Car imports drop 46%
The number of imported cars dropped nearly 46% in July compared to the previous month, at 3,958 vehicles with a total value of US$72 million, according to data from the General Department of Customs.
According to Sai Gon Giai Phong, industry insiders attribute this decline to a circular dated May 12 this year issued by the Ministry of Industry on additional formalities in the import of passenger cars with nine seats or less.
Under the circular that took effect June 26, importers of passenger vehicles of nine seats or less must submit documents to competent state agencies to complete paperwork related to imports.

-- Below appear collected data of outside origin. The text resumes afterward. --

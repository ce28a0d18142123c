//! Integration tests for the synthesizer module and its temperature loop

use finesse_daq::config::{SynthChannelConfig, SynthesizerConfig};
use finesse_daq::hardware::mock::MockSynthesizer;
use finesse_daq::hardware::FrequencySynthesizer;
use finesse_daq::modules::synthesizer::THROTTLED_QUERY_INTERVAL_MS;
use finesse_daq::modules::{Module, ModuleStatus, SynthesizerEvent, SynthesizerModule};
use std::sync::Arc;
use std::time::Duration;
use tokio::time::sleep;

fn config() -> SynthesizerConfig {
    SynthesizerConfig {
        query_interval_ms: 1000,
        channels: vec![
            SynthChannelConfig {
                frequency_hz: 53e6,
                power_dbm: -5.0,
                phase_deg: 0.0,
            },
            SynthChannelConfig {
                frequency_hz: 60e6,
                power_dbm: 2.0,
                phase_deg: 90.0,
            },
        ],
    }
}

#[tokio::test(start_paused = true)]
async fn test_start_applies_channel_settings() {
    let device = Arc::new(MockSynthesizer::new());
    let mut synth = SynthesizerModule::new("synth", &config(), device.clone());

    synth.start().await.unwrap();
    assert_eq!(synth.status(), ModuleStatus::Running);
    assert!(synth.is_querying());

    assert_eq!(device.frequency(0).await.unwrap(), 53e6);
    assert_eq!(device.frequency(1).await.unwrap(), 60e6);
    assert_eq!(device.power(1).await.unwrap(), 2.0);
    assert_eq!(device.phase(1).await.unwrap(), 90.0);

    synth.stop().await.unwrap();
    assert_eq!(synth.status(), ModuleStatus::Stopped);
}

#[tokio::test(start_paused = true)]
async fn test_temperature_loop_polls_both_channels() {
    let device = Arc::new(MockSynthesizer::new());
    let synth = SynthesizerModule::new("synth", &config(), device.clone());
    let mut events = synth.subscribe().await;

    synth.start_query_loop();
    sleep(Duration::from_millis(2500)).await;
    assert_eq!(device.temperature_reads(), 4);

    match events.recv().await {
        Some(SynthesizerEvent::Temperatures(t)) => assert_eq!(t.len(), 2),
        other => panic!("expected temperatures, got {other:?}"),
    }
    assert_eq!(synth.temperatures().await.len(), 2);
    synth.stop_query_loop();
}

#[tokio::test(start_paused = true)]
async fn test_failed_query_throttles_next_poll() {
    let device = Arc::new(MockSynthesizer::new());
    let synth = SynthesizerModule::new("synth", &config(), device.clone());
    device.inject_temperature_failures(1);

    synth.start_query_loop();

    // first poll at 1000 ms fails on channel 0
    sleep(Duration::from_millis(1500)).await;
    assert_eq!(device.temperature_reads(), 1);

    // next poll only after the throttled interval
    sleep(Duration::from_millis(THROTTLED_QUERY_INTERVAL_MS - 600)).await;
    assert_eq!(device.temperature_reads(), 1);
    sleep(Duration::from_millis(200)).await;
    assert_eq!(device.temperature_reads(), 3);

    // back to the normal interval afterwards
    sleep(Duration::from_millis(1000)).await;
    assert_eq!(device.temperature_reads(), 5);
    synth.stop_query_loop();
}

#[tokio::test(start_paused = true)]
async fn test_stopped_loop_does_not_rearm() {
    let device = Arc::new(MockSynthesizer::new());
    let synth = SynthesizerModule::new("synth", &config(), device.clone());

    synth.start_query_loop();
    sleep(Duration::from_millis(1500)).await;
    synth.stop_query_loop();
    let reads = device.temperature_reads();

    sleep(Duration::from_millis(5000)).await;
    assert_eq!(device.temperature_reads(), reads);
    assert!(!synth.is_querying());
}

#[tokio::test]
async fn test_phase_wraps_on_device() {
    let device = Arc::new(MockSynthesizer::new());
    let synth = SynthesizerModule::new("synth", &config(), device);

    synth.set_phase(0, 370.0).await.unwrap();
    assert_eq!(synth.read_phase(0).await.unwrap(), 10.0);
    assert_eq!(synth.channel_settings().await[0].phase_deg, 370.0);
}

But taking into account this year, car imports are on the rise.
In the first seven months of 2011, 38,116 cars worth $703 million have been imported, representing an increase of 38.8% and 40.3% in terms of number and value compared to the same period last year.

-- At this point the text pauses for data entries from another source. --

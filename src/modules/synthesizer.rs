//! RF synthesizer module.
//!
//! Drives the synthesizer that feeds the EOM: per-channel frequency, power and phase,
//! output switching, and a background loop polling the channel temperatures. After a
//! failed temperature query the loop backs off to [`THROTTLED_QUERY_INTERVAL_MS`] for
//! the next poll.
//!
//! Recognised [`ModuleConfig`] keys: `query_interval_ms`.

use anyhow::Result;
use async_trait::async_trait;
use serde::{Deserialize, Serialize};
use std::sync::atomic::{AtomicBool, AtomicU64, Ordering};
use std::sync::Arc;
use std::time::Duration;
use tokio::sync::{mpsc, RwLock};
use tokio::time::sleep;
use tracing::{debug, error, info, instrument};

use super::{Module, ModuleConfig, ModuleStatus};
use crate::config::{SynthChannelConfig, SynthesizerConfig};
use crate::error::{AppResult, DaqError};
use crate::events::EventDistributor;
use crate::hardware::FrequencySynthesizer;

/// Poll interval used after a failed temperature query
pub const THROTTLED_QUERY_INTERVAL_MS: u64 = 3000;

const EVENT_CAPACITY: usize = 32;

/// Channel setting that can be changed at runtime
#[derive(Debug, Clone, Copy, PartialEq, Eq, Serialize, Deserialize)]
pub enum SynthParameter {
    /// Hz
    Frequency,
    /// dBm
    Power,
    /// Degrees
    Phase,
}

/// Notifications of the synthesizer module
#[derive(Debug, Clone, PartialEq)]
pub enum SynthesizerEvent {
    /// A channel setting was pushed to the device
    Updated {
        channel: usize,
        parameter: SynthParameter,
        value: f64,
    },
    /// Temperatures of all channels, °C
    Temperatures(Vec<f64>),
    /// Output state of all channels
    RfState(Vec<bool>),
}

struct Shared {
    device: Arc<dyn FrequencySynthesizer>,
    events: EventDistributor<SynthesizerEvent>,
    temperatures: RwLock<Vec<f64>>,
    querying: AtomicBool,
    generation: AtomicU64,
    query_interval_ms: AtomicU64,
}

impl Shared {
    fn is_current(&self, generation: u64) -> bool {
        self.querying.load(Ordering::SeqCst) && self.generation.load(Ordering::SeqCst) == generation
    }

    async fn read_temperatures(&self) -> anyhow::Result<Vec<f64>> {
        let mut temperatures = Vec::with_capacity(self.device.channel_count());
        for channel in 0..self.device.channel_count() {
            temperatures.push(self.device.temperature(channel).await?);
        }
        Ok(temperatures)
    }

    /// One poll; returns the delay before the next one
    async fn poll(&self) -> Duration {
        match self.read_temperatures().await {
            Ok(temperatures) => {
                debug!(?temperatures, "Synthesizer temperatures");
                *self.temperatures.write().await = temperatures.clone();
                self.events
                    .publish(SynthesizerEvent::Temperatures(temperatures))
                    .await;
                Duration::from_millis(self.query_interval_ms.load(Ordering::SeqCst))
            }
            Err(err) => {
                let message = format!("{err:#}");
                error!(error = %message, "Temperature query failed, throttling refresh rate");
                Duration::from_millis(THROTTLED_QUERY_INTERVAL_MS)
            }
        }
    }
}

/// Logic for the EOM's RF synthesizer
pub struct SynthesizerModule {
    name: String,
    shared: Arc<Shared>,
    channels: RwLock<Vec<SynthChannelConfig>>,
    status: ModuleStatus,
}

impl SynthesizerModule {
    /// Module for `device`, channels configured from `config`
    pub fn new(
        name: impl Into<String>,
        config: &SynthesizerConfig,
        device: Arc<dyn FrequencySynthesizer>,
    ) -> Self {
        Self {
            name: name.into(),
            shared: Arc::new(Shared {
                device,
                events: EventDistributor::new(EVENT_CAPACITY),
                temperatures: RwLock::new(Vec::new()),
                querying: AtomicBool::new(false),
                generation: AtomicU64::new(0),
                query_interval_ms: AtomicU64::new(config.query_interval_ms),
            }),
            channels: RwLock::new(config.channels.clone()),
            status: ModuleStatus::Idle,
        }
    }

    /// Receive parameter, temperature and RF events
    pub async fn subscribe(&self) -> mpsc::Receiver<SynthesizerEvent> {
        self.shared.events.subscribe().await
    }

    /// Configured temperature poll interval
    pub fn query_interval_ms(&self) -> u64 {
        self.shared.query_interval_ms.load(Ordering::SeqCst)
    }

    /// Last temperatures read by the poll loop
    pub async fn temperatures(&self) -> Vec<f64> {
        self.shared.temperatures.read().await.clone()
    }

    /// Settings last pushed to each channel
    pub async fn channel_settings(&self) -> Vec<SynthChannelConfig> {
        self.channels.read().await.clone()
    }

    fn check_channel(&self, channel: usize) -> AppResult<()> {
        let count = self.shared.device.channel_count();
        if channel >= count {
            return Err(DaqError::ParameterInvalidChoice(format!(
                "synthesizer channel {channel} (device has {count})"
            )));
        }
        Ok(())
    }

    async fn remember(&self, channel: usize, parameter: SynthParameter, value: f64) {
        {
            let mut channels = self.channels.write().await;
            if channels.len() <= channel {
                channels.resize(channel + 1, SynthChannelConfig::default());
            }
            let settings = &mut channels[channel];
            match parameter {
                SynthParameter::Frequency => settings.frequency_hz = value,
                SynthParameter::Power => settings.power_dbm = value,
                SynthParameter::Phase => settings.phase_deg = value,
            }
        }
        self.shared
            .events
            .publish(SynthesizerEvent::Updated {
                channel,
                parameter,
                value,
            })
            .await;
    }

    /// Set the output frequency of `channel` in Hz
    #[instrument(skip(self))]
    pub async fn set_frequency(&self, channel: usize, hz: f64) -> AppResult<()> {
        self.check_channel(channel)?;
        self.shared
            .device
            .set_frequency(channel, hz)
            .await
            .map_err(DaqError::instrument)?;
        self.remember(channel, SynthParameter::Frequency, hz).await;
        Ok(())
    }

    /// Read back the output frequency in Hz
    pub async fn read_frequency(&self, channel: usize) -> AppResult<f64> {
        self.check_channel(channel)?;
        self.shared
            .device
            .frequency(channel)
            .await
            .map_err(DaqError::instrument)
    }

    /// Set the output power in dBm
    #[instrument(skip(self))]
    pub async fn set_power(&self, channel: usize, dbm: f64) -> AppResult<()> {
        self.check_channel(channel)?;
        self.shared
            .device
            .set_power(channel, dbm)
            .await
            .map_err(DaqError::instrument)?;
        self.remember(channel, SynthParameter::Power, dbm).await;
        Ok(())
    }

    /// Read back the output power in dBm
    pub async fn read_power(&self, channel: usize) -> AppResult<f64> {
        self.check_channel(channel)?;
        self.shared
            .device
            .power(channel)
            .await
            .map_err(DaqError::instrument)
    }

    /// Set the output phase in degrees
    #[instrument(skip(self))]
    pub async fn set_phase(&self, channel: usize, degrees: f64) -> AppResult<()> {
        self.check_channel(channel)?;
        self.shared
            .device
            .set_phase(channel, degrees)
            .await
            .map_err(DaqError::instrument)?;
        self.remember(channel, SynthParameter::Phase, degrees).await;
        Ok(())
    }

    /// Read back the output phase in degrees
    pub async fn read_phase(&self, channel: usize) -> AppResult<f64> {
        self.check_channel(channel)?;
        self.shared
            .device
            .phase(channel)
            .await
            .map_err(DaqError::instrument)
    }

    /// Enable the RF output of `channel`
    pub async fn switch_on(&self, channel: usize) -> AppResult<()> {
        self.check_channel(channel)?;
        self.shared
            .device
            .enable(channel)
            .await
            .map_err(DaqError::instrument)?;
        info!(channel, "RF output on");
        Ok(())
    }

    /// Disable the RF output of `channel`
    pub async fn switch_off(&self, channel: usize) -> AppResult<()> {
        self.check_channel(channel)?;
        self.shared
            .device
            .disable(channel)
            .await
            .map_err(DaqError::instrument)?;
        info!(channel, "RF output off");
        Ok(())
    }

    /// Query and publish which outputs are on
    pub async fn check_rf_state(&self) -> AppResult<Vec<bool>> {
        let active = self
            .shared
            .device
            .active_channels()
            .await
            .map_err(DaqError::instrument)?;
        self.shared
            .events
            .publish(SynthesizerEvent::RfState(active.clone()))
            .await;
        Ok(active)
    }

    /// Start polling temperatures every `query_interval_ms`
    pub fn start_query_loop(&self) {
        let generation = self.shared.generation.fetch_add(1, Ordering::SeqCst) + 1;
        self.shared.querying.store(true, Ordering::SeqCst);

        let shared = Arc::clone(&self.shared);
        let first = Duration::from_millis(self.query_interval_ms());
        tokio::spawn(async move {
            let mut delay = first;
            loop {
                sleep(delay).await;
                if !shared.is_current(generation) {
                    debug!(generation, "Temperature loop exiting");
                    break;
                }
                delay = shared.poll().await;
            }
        });
    }

    /// Stop polling; the loop exits at its next wake-up
    pub fn stop_query_loop(&self) {
        self.shared.querying.store(false, Ordering::SeqCst);
    }

    /// Whether the temperature loop is active
    pub fn is_querying(&self) -> bool {
        self.shared.querying.load(Ordering::SeqCst)
    }

    async fn activate(&self) -> AppResult<()> {
        let channels = self.channel_settings().await;
        for (channel, settings) in channels
            .iter()
            .enumerate()
            .take(self.shared.device.channel_count())
        {
            self.set_frequency(channel, settings.frequency_hz).await?;
            self.set_power(channel, settings.power_dbm).await?;
            self.set_phase(channel, settings.phase_deg).await?;
        }
        self.check_rf_state().await?;
        self.start_query_loop();
        Ok(())
    }
}

#[async_trait]
impl Module for SynthesizerModule {
    fn name(&self) -> &str {
        &self.name
    }

    fn init(&mut self, config: ModuleConfig) -> Result<()> {
        if let Some(interval) = config.get_u64("query_interval_ms")? {
            if interval == 0 {
                return Err(DaqError::Configuration(
                    "query_interval_ms must be positive".to_string(),
                )
                .into());
            }
            self.shared
                .query_interval_ms
                .store(interval, Ordering::SeqCst);
        }
        self.status = ModuleStatus::Initialized;
        Ok(())
    }

    fn status(&self) -> ModuleStatus {
        self.status
    }

    async fn start(&mut self) -> Result<()> {
        match self.activate().await {
            Ok(()) => {
                self.status = ModuleStatus::Running;
                info!(module = %self.name, "Synthesizer module started");
                Ok(())
            }
            Err(err) => {
                self.status = ModuleStatus::Error;
                Err(err.into())
            }
        }
    }

    async fn stop(&mut self) -> Result<()> {
        self.stop_query_loop();
        self.status = ModuleStatus::Stopped;
        info!(module = %self.name, "Synthesizer module stopped");
        Ok(())
    }
}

In other news, as of August 15, Vietnam has begun to impose new tax rates on second-hand cars imported into Vietnam.
Accordingly, vehicles of less than 9 seats with size between 1,500 cc and 2,500 cc will be imposed a tariff of 82% plus a fixed tax of US$5,000.
Meanwhile, cars with more than 2,500 cc will be levied a tariff of 77% plus an absolute tax of $15,000.
Earlier, fixed tax rates were applied to all used cars irrespective of size.
But vehicles of less than 9 seats and less than 1,000 cc will be taxed a fixed amount of US$3,500 per car under the new regulations. Tax will rise to $8,000 for vehicles of 1,000 cc to 1,500 cc.
Now that the new rates depend on the value of the imported vehicles, the tax for luxury cars could be twice higher than previous rates.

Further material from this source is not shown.